● PROMPT
Copying each record below exactly is the whole task.

● SUPPLIED DATA

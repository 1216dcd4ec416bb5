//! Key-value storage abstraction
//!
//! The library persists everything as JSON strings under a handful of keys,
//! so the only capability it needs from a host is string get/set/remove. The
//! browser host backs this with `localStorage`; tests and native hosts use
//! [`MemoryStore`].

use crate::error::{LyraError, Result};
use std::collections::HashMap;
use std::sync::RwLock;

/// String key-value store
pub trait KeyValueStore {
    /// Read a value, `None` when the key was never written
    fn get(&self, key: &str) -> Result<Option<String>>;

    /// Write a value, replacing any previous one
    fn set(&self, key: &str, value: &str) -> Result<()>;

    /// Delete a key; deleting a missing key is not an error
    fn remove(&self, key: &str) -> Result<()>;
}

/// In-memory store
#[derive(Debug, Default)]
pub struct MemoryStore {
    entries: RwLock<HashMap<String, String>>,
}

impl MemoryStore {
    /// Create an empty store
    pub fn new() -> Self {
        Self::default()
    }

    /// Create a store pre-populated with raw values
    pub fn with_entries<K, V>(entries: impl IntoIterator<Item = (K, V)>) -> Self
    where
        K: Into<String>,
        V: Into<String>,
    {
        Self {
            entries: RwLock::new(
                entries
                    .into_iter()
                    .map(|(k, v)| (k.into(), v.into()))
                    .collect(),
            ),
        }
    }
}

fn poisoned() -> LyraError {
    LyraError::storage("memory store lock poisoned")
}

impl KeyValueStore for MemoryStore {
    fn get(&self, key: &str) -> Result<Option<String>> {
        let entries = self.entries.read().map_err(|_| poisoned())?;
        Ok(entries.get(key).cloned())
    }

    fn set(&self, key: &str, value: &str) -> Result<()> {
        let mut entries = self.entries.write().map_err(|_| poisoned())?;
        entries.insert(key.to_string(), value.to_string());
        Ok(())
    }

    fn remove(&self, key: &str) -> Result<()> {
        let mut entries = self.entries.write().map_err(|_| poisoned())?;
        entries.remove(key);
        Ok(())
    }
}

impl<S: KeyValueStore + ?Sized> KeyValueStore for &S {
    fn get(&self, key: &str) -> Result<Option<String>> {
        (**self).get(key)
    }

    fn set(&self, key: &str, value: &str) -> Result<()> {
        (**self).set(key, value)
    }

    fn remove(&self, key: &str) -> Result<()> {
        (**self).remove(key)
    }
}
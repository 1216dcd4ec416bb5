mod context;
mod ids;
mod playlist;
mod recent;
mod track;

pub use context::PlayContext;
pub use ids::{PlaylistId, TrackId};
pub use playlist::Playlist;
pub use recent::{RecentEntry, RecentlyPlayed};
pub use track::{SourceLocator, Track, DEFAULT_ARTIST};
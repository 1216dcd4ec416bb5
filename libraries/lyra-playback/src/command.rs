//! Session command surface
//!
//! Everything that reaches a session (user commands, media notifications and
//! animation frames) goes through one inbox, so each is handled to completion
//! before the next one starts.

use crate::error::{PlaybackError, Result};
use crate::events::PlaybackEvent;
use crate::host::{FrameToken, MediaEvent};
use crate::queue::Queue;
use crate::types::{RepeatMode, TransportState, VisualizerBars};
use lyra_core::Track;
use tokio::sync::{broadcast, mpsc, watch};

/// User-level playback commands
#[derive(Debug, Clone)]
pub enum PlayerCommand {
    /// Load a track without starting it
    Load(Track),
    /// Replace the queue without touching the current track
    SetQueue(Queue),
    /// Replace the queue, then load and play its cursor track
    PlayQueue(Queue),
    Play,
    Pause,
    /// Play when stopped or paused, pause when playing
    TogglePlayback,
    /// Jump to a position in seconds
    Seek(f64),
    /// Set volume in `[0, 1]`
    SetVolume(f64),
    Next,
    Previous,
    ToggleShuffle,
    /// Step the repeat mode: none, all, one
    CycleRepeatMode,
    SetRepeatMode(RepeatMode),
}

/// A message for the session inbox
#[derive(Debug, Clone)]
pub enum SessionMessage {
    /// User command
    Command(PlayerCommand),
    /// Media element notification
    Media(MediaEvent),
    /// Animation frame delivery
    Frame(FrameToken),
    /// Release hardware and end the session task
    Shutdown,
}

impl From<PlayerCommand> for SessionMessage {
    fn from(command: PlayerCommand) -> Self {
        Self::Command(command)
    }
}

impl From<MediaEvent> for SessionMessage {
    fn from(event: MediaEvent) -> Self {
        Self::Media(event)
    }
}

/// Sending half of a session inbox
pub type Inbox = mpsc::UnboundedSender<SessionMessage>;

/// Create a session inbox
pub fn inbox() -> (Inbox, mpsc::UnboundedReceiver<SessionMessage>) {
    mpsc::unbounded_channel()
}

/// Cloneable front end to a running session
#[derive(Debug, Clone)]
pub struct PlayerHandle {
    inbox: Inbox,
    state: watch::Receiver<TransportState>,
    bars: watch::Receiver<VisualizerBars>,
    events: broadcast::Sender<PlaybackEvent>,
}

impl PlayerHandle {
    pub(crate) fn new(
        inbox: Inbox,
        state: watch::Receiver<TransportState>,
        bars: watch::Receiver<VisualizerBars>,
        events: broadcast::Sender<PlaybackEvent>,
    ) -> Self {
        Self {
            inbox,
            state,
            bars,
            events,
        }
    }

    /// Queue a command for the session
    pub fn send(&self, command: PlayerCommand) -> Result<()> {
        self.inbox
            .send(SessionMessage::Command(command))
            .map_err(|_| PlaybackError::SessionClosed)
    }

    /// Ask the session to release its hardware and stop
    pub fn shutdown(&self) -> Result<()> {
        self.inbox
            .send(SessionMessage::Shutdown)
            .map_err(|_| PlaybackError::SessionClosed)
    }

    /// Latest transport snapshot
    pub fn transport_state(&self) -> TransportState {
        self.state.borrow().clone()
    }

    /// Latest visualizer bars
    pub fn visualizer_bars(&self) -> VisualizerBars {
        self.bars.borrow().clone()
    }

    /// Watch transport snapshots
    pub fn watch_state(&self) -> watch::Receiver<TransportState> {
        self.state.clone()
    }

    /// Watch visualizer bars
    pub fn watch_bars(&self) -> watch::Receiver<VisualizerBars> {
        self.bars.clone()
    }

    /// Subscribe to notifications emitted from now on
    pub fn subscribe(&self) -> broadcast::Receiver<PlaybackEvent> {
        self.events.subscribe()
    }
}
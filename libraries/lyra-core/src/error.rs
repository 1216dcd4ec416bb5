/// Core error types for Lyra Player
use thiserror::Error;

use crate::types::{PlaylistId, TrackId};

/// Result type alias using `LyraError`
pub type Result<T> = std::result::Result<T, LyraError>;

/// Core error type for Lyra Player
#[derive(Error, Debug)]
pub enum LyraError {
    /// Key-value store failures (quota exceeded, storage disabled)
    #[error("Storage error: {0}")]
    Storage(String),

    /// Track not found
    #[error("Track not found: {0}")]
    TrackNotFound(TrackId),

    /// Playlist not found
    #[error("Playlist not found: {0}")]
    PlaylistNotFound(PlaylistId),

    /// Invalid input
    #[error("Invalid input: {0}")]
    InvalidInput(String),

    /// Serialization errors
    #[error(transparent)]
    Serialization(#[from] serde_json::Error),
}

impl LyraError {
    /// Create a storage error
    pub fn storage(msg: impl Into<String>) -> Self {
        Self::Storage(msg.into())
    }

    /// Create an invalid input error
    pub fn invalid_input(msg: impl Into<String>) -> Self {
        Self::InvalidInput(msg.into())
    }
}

● YOUR RESPONSE
repository 1216dcd4ec416bb5
//! Key-value storage abstraction
//!
//! The library persists everything as JSON strings under a handful of keys,
//! so the only capability it needs from a host is string get/set/remove. The
//! browser host backs this with `localStorage`; tests and native hosts use
//! [`MemoryStore`].

use crate::error::{LyraError, Result};
use std::collections::HashMap;
use std::sync::RwLock;

/// String key-value store
pub trait KeyValueStore {
    /// Read a value, `None` when the key was never written
    fn get(&self, key: &str) -> Result<Option<String>>;

    /// Write a value, replacing any previous one
    fn set(&self, key: &str, value: &str) -> Result<()>;

    /// Delete a key; deleting a missing key is not an error
    fn remove(&self, key: &str) -> Result<()>;
}

/// In-memory store
#[derive(Debug, Default)]
pub struct MemoryStore {
    entries: RwLock<HashMap<String, String>>,
}

impl MemoryStore {
    /// Create an empty store
    pub fn new() -> Self {
        Self::default()
    }

    /// Create a store pre-populated with raw values
    pub fn with_entries<K, V>(entries: impl IntoIterator<Item = (K, V)>) -> Self
    where
        K: Into<String>,
        V: Into<String>,
    {
        Self {
            entries: RwLock::new(
                entries
                    .into_iter()
                    .map(|(k, v)| (k.into(), v.into()))
                    .collect(),
            ),
        }
    }
}

fn poisoned() -> LyraError {
    LyraError::storage("memory store lock poisoned")
}

impl KeyValueStore for MemoryStore {
    fn get(&self, key: &str) -> Result<Option<String>> {
        let entries = self.entries.read().map_err(|_| poisoned())?;
        Ok(entries.get(key).cloned())
    }

    fn set(&self, key: &str, value: &str) -> Result<()> {
        let mut entries = self.entries.write().map_err(|_| poisoned())?;
        entries.insert(key.to_string(), value.to_string());
        Ok(())
    }

    fn remove(&self, key: &str) -> Result<()> {
        let mut entries = self.entries.write().map_err(|_| poisoned())?;
        entries.remove(key);
        Ok(())
    }
}

impl<S: KeyValueStore + ?Sized> KeyValueStore for &S {
    fn get(&self, key: &str) -> Result<Option<String>> {
        (**self).get(key)
    }

    fn set(&self, key: &str, value: &str) -> Result<()> {
        (**self).set(key, value)
    }

    fn remove(&self, key: &str) -> Result<()> {
        (**self).remove(key)
    }
}
repository 1216dcd4ec416bb5
mod context;
mod ids;
mod playlist;
mod recent;
mod track;

pub use context::PlayContext;
pub use ids::{PlaylistId, TrackId};
pub use playlist::Playlist;
pub use recent::{RecentEntry, RecentlyPlayed};
pub use track::{SourceLocator, Track, DEFAULT_ARTIST};
repository 1216dcd4ec416bb5
filename libraries/lyra-playback/src/command.rs
//! Session command surface
//!
//! Everything that reaches a session (user commands, media notifications and
//! animation frames) goes through one inbox, so each is handled to completion
//! before the next one starts.

use crate::error::{PlaybackError, Result};
use crate::events::PlaybackEvent;
use crate::host::{FrameToken, MediaEvent};
use crate::queue::Queue;
use crate::types::{RepeatMode, TransportState, VisualizerBars};
use lyra_core::Track;
use tokio::sync::{broadcast, mpsc, watch};

/// User-level playback commands
#[derive(Debug, Clone)]
pub enum PlayerCommand {
    /// Load a track without starting it
    Load(Track),
    /// Replace the queue without touching the current track
    SetQueue(Queue),
    /// Replace the queue, then load and play its cursor track
    PlayQueue(Queue),
    Play,
    Pause,
    /// Play when stopped or paused, pause when playing
    TogglePlayback,
    /// Jump to a position in seconds
    Seek(f64),
    /// Set volume in `[0, 1]`
    SetVolume(f64),
    Next,
    Previous,
    ToggleShuffle,
    /// Step the repeat mode: none, all, one
    CycleRepeatMode,
    SetRepeatMode(RepeatMode),
}

/// A message for the session inbox
#[derive(Debug, Clone)]
pub enum SessionMessage {
    /// User command
    Command(PlayerCommand),
    /// Media element notification
    Media(MediaEvent),
    /// Animation frame delivery
    Frame(FrameToken),
    /// Release hardware and end the session task
    Shutdown,
}

impl From<PlayerCommand> for SessionMessage {
    fn from(command: PlayerCommand) -> Self {
        Self::Command(command)
    }
}

impl From<MediaEvent> for SessionMessage {
    fn from(event: MediaEvent) -> Self {
        Self::Media(event)
    }
}

/// Sending half of a session inbox
pub type Inbox = mpsc::UnboundedSender<SessionMessage>;

/// Create a session inbox
pub fn inbox() -> (Inbox, mpsc::UnboundedReceiver<SessionMessage>) {
    mpsc::unbounded_channel()
}

/// Cloneable front end to a running session
#[derive(Debug, Clone)]
pub struct PlayerHandle {
    inbox: Inbox,
    state: watch::Receiver<TransportState>,
    bars: watch::Receiver<VisualizerBars>,
    events: broadcast::Sender<PlaybackEvent>,
}

impl PlayerHandle {
    pub(crate) fn new(
        inbox: Inbox,
        state: watch::Receiver<TransportState>,
        bars: watch::Receiver<VisualizerBars>,
        events: broadcast::Sender<PlaybackEvent>,
    ) -> Self {
        Self {
            inbox,
            state,
            bars,
            events,
        }
    }

    /// Queue a command for the session
    pub fn send(&self, command: PlayerCommand) -> Result<()> {
        self.inbox
            .send(SessionMessage::Command(command))
            .map_err(|_| PlaybackError::SessionClosed)
    }

    /// Ask the session to release its hardware and stop
    pub fn shutdown(&self) -> Result<()> {
        self.inbox
            .send(SessionMessage::Shutdown)
            .map_err(|_| PlaybackError::SessionClosed)
    }

    /// Latest transport snapshot
    pub fn transport_state(&self) -> TransportState {
        self.state.borrow().clone()
    }

    /// Latest visualizer bars
    pub fn visualizer_bars(&self) -> VisualizerBars {
        self.bars.borrow().clone()
    }

    /// Watch transport snapshots
    pub fn watch_state(&self) -> watch::Receiver<TransportState> {
        self.state.clone()
    }

    /// Watch visualizer bars
    pub fn watch_bars(&self) -> watch::Receiver<VisualizerBars> {
        self.bars.clone()
    }

    /// Subscribe to notifications emitted from now on
    pub fn subscribe(&self) -> broadcast::Receiver<PlaybackEvent> {
        self.events.subscribe()
    }
}
filename libraries/lyra-core/src/error.rs
repository 1216dcd4ec416bb5
/// Core error types for Lyra Player
use thiserror::Error;

use crate::types::{PlaylistId, TrackId};

/// Result type alias using `LyraError`
pub type Result<T> = std::result::Result<T, LyraError>;

/// Core error type for Lyra Player
#[derive(Error, Debug)]
pub enum LyraError {
    /// Key-value store failures (quota exceeded, storage disabled)
    #[error("Storage error: {0}")]
    Storage(String),

    /// Track not found
    #[error("Track not found: {0}")]
    TrackNotFound(TrackId),

    /// Playlist not found
    #[error("Playlist not found: {0}")]
    PlaylistNotFound(PlaylistId),

    /// Invalid input
    #[error("Invalid input: {0}")]
    InvalidInput(String),

    /// Serialization errors
    #[error(transparent)]
    Serialization(#[from] serde_json::Error),
}

impl LyraError {
    /// Create a storage error
    pub fn storage(msg: impl Into<String>) -> Self {
        Self::Storage(msg.into())
    }

    /// Create an invalid input error
    pub fn invalid_input(msg: impl Into<String>) -> Self {
        Self::InvalidInput(msg.into())
    }
}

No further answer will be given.